**PROBLEM STATEMENT**
In the records below, find the line that contains "pub fn new(program: impl" and the line that contains "let entry = entry.map_err(|err|". Set down exactly those lines and every line between them, and nothing more.

[Dataset excerpts]
◆ ◆ ◆

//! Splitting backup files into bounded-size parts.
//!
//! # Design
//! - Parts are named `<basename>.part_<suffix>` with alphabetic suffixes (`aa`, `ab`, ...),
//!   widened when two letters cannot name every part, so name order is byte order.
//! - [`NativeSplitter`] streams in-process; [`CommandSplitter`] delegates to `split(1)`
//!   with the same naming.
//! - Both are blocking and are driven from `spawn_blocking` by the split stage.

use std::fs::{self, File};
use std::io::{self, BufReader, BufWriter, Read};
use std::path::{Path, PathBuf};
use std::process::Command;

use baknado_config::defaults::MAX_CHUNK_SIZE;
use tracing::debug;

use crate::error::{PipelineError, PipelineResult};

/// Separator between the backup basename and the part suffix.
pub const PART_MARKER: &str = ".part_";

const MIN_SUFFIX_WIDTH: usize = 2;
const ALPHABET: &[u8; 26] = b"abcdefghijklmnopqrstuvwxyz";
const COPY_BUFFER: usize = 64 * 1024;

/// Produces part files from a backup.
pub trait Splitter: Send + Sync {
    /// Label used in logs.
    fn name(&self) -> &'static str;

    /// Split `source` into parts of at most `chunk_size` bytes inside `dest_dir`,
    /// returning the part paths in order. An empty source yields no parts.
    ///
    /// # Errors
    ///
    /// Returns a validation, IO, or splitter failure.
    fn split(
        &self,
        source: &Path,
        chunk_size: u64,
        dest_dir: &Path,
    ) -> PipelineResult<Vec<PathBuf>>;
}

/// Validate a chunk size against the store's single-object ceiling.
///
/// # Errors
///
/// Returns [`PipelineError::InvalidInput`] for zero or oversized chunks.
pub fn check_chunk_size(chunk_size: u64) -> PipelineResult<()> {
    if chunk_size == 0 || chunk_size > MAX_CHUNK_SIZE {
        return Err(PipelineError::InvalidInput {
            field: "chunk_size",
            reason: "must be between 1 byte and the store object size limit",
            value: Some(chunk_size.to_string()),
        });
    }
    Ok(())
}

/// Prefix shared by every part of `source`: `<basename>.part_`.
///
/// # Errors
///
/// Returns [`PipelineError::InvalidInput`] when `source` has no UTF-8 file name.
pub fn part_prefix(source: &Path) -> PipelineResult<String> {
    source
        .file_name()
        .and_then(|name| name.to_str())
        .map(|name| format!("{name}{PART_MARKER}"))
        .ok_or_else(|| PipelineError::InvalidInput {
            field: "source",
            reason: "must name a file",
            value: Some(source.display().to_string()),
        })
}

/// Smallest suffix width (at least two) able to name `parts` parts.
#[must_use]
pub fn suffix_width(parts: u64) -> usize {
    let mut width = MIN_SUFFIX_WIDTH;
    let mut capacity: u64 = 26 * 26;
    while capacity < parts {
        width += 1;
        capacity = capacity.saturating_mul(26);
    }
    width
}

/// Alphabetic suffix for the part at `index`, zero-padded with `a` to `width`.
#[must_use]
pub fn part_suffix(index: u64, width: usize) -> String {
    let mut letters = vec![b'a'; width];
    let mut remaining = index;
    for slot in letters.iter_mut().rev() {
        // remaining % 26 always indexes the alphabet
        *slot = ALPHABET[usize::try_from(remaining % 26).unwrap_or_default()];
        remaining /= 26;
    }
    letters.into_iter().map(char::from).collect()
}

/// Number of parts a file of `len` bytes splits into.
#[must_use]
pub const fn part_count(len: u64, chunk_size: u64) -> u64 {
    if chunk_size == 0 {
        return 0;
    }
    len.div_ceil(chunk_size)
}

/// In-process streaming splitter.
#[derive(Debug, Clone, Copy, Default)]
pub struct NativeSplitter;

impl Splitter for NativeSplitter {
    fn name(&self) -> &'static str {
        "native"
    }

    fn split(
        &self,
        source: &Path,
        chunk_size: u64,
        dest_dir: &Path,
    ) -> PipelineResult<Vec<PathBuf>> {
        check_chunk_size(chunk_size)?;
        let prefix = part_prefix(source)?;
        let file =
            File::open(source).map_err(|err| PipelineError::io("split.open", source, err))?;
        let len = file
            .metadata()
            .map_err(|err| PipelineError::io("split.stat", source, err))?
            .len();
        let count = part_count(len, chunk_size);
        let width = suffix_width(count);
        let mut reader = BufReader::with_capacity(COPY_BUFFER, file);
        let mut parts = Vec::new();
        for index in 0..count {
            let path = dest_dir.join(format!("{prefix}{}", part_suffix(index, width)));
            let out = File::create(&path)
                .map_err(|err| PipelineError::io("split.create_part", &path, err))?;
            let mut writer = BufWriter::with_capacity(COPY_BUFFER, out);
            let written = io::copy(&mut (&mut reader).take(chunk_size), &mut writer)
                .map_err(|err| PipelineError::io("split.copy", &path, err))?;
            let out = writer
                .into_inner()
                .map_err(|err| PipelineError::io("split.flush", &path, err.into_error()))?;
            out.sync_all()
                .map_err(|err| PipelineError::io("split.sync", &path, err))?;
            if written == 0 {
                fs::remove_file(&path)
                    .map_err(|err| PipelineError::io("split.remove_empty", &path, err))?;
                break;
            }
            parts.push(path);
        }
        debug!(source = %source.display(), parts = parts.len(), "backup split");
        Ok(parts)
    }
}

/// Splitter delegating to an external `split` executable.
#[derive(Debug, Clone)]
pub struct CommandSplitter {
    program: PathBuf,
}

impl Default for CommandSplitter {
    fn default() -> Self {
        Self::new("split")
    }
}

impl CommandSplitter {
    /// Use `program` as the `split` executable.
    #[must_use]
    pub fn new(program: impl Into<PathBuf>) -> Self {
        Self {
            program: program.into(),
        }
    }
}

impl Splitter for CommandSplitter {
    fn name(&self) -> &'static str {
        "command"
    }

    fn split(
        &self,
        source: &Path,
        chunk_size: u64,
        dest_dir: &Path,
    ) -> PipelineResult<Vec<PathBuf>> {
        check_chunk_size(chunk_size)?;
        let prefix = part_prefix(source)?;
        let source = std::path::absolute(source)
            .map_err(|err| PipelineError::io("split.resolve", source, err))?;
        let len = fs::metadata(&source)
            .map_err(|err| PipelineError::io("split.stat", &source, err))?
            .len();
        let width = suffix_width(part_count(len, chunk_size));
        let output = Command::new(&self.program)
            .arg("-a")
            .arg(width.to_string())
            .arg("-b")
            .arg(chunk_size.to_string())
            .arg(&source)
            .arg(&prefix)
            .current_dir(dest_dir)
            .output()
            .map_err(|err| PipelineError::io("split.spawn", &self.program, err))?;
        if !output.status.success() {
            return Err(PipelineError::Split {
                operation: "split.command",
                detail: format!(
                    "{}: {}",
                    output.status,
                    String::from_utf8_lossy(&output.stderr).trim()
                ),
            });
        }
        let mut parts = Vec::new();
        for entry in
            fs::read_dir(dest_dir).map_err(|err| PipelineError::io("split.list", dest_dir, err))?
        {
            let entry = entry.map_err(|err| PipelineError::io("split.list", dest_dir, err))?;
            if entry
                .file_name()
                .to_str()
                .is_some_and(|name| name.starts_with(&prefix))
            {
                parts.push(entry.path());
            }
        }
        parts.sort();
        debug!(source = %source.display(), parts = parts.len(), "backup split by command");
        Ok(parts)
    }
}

◆ ◆ ◆

**SOLUTION BELOW**
    pub fn new(program: impl Into<PathBuf>) -> Self {
        Self {
            program: program.into(),
        }
    }
}

impl Splitter for CommandSplitter {
    fn name(&self) -> &'static str {
        "command"
    }

    fn split(
        &self,
        source: &Path,
        chunk_size: u64,
        dest_dir: &Path,
    ) -> PipelineResult<Vec<PathBuf>> {
        check_chunk_size(chunk_size)?;
        let prefix = part_prefix(source)?;
        let source = std::path::absolute(source)
            .map_err(|err| PipelineError::io("split.resolve", source, err))?;
        let len = fs::metadata(&source)
            .map_err(|err| PipelineError::io("split.stat", &source, err))?
            .len();
        let width = suffix_width(part_count(len, chunk_size));
        let output = Command::new(&self.program)
            .arg("-a")
            .arg(width.to_string())
            .arg("-b")
            .arg(chunk_size.to_string())
            .arg(&source)
            .arg(&prefix)
            .current_dir(dest_dir)
            .output()
            .map_err(|err| PipelineError::io("split.spawn", &self.program, err))?;
        if !output.status.success() {
            return Err(PipelineError::Split {
                operation: "split.command",
                detail: format!(
                    "{}: {}",
                    output.status,
                    String::from_utf8_lossy(&output.stderr).trim()
                ),
            });
        }
        let mut parts = Vec::new();
        for entry in
            fs::read_dir(dest_dir).map_err(|err| PipelineError::io("split.list", dest_dir, err))?
        {
            let entry = entry.map_err(|err| PipelineError::io("split.list", dest_dir, err))?;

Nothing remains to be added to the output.